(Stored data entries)
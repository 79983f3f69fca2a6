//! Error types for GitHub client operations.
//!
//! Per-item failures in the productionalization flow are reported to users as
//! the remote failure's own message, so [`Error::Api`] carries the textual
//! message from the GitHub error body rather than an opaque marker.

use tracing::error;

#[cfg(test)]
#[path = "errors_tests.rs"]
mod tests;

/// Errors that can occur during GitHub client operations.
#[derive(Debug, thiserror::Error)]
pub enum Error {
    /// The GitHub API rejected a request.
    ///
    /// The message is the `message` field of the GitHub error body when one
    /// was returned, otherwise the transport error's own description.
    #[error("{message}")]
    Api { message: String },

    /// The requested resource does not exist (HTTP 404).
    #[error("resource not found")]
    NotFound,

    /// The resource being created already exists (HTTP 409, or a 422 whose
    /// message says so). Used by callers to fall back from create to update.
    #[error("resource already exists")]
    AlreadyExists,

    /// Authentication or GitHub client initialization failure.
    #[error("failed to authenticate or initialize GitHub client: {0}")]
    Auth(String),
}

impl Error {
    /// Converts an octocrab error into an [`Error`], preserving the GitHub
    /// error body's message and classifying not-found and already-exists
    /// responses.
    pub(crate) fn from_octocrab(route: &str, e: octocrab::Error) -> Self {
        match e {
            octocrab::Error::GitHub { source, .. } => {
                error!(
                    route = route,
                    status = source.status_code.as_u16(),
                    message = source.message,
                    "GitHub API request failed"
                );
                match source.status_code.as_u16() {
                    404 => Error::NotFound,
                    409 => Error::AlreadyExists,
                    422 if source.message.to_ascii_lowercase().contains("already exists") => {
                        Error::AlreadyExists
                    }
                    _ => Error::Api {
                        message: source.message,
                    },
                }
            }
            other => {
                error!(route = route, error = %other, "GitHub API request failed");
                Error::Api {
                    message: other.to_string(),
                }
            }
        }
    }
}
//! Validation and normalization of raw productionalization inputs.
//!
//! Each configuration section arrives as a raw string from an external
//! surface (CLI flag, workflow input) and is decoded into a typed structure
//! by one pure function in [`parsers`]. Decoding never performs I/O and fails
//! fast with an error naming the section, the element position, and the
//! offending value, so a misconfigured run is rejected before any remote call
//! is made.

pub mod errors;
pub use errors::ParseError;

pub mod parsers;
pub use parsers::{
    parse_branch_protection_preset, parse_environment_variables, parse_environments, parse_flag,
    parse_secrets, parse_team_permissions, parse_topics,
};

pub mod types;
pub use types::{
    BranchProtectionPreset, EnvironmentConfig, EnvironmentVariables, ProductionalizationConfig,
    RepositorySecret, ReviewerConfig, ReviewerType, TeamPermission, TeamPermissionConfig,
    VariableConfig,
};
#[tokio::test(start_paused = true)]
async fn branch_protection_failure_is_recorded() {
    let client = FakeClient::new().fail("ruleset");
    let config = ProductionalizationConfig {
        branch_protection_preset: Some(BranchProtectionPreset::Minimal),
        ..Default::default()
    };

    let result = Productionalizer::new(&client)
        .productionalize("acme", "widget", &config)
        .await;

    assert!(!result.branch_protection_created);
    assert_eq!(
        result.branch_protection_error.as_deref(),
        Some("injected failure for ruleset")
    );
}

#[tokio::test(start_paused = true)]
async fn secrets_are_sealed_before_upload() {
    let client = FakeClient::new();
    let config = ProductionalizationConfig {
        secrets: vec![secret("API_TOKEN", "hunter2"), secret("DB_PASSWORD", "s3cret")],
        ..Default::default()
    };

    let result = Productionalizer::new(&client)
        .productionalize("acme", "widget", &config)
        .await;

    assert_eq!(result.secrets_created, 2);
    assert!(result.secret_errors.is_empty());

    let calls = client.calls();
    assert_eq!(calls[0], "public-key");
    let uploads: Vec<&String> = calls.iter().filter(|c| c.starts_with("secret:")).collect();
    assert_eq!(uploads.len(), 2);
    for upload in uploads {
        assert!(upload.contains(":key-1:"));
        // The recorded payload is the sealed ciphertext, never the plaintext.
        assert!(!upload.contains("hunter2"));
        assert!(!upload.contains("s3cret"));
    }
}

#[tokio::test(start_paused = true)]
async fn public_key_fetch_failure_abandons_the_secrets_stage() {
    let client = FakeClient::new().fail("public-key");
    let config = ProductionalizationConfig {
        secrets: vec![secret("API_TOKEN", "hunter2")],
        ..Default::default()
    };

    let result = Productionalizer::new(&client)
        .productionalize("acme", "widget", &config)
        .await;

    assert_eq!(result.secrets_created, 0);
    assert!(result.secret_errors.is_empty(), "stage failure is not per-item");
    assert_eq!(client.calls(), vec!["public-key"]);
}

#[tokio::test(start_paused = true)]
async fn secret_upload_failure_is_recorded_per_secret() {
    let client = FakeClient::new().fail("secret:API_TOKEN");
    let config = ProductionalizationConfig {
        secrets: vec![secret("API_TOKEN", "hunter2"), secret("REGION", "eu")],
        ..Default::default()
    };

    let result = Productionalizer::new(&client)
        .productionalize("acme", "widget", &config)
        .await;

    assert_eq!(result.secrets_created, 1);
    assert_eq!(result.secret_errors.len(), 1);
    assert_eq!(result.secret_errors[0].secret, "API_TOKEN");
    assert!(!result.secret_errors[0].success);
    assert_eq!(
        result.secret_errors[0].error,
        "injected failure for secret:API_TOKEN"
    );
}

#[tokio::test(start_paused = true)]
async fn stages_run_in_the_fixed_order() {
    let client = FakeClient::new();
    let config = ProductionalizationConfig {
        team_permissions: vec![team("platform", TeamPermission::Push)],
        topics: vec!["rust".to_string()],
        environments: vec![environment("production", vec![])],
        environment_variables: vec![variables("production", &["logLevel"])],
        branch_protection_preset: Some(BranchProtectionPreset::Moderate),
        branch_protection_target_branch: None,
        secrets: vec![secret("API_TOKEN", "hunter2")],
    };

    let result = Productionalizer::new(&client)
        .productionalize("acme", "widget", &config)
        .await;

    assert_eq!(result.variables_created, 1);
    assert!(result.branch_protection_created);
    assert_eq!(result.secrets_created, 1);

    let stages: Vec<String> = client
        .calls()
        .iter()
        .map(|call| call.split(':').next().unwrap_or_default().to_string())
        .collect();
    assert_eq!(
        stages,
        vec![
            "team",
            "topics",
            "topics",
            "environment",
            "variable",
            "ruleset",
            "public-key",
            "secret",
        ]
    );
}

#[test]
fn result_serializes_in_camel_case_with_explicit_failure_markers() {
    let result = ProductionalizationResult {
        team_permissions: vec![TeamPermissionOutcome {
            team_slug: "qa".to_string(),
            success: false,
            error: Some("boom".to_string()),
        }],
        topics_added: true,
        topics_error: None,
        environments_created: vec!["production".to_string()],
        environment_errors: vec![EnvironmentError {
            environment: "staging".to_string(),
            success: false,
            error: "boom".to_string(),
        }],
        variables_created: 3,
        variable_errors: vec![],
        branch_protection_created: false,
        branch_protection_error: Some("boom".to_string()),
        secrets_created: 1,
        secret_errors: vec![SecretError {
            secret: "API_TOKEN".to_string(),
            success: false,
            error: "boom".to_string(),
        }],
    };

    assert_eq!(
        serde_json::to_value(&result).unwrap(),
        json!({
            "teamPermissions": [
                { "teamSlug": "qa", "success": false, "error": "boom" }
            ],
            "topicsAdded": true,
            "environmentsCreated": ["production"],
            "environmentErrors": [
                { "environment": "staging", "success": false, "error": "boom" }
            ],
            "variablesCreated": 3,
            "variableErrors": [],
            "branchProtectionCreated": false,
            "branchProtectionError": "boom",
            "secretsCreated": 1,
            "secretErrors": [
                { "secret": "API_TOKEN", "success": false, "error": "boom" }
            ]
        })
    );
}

Action item: A single figure is required: the number of lines in the entries that hold the string "rejected".

Final answer: 2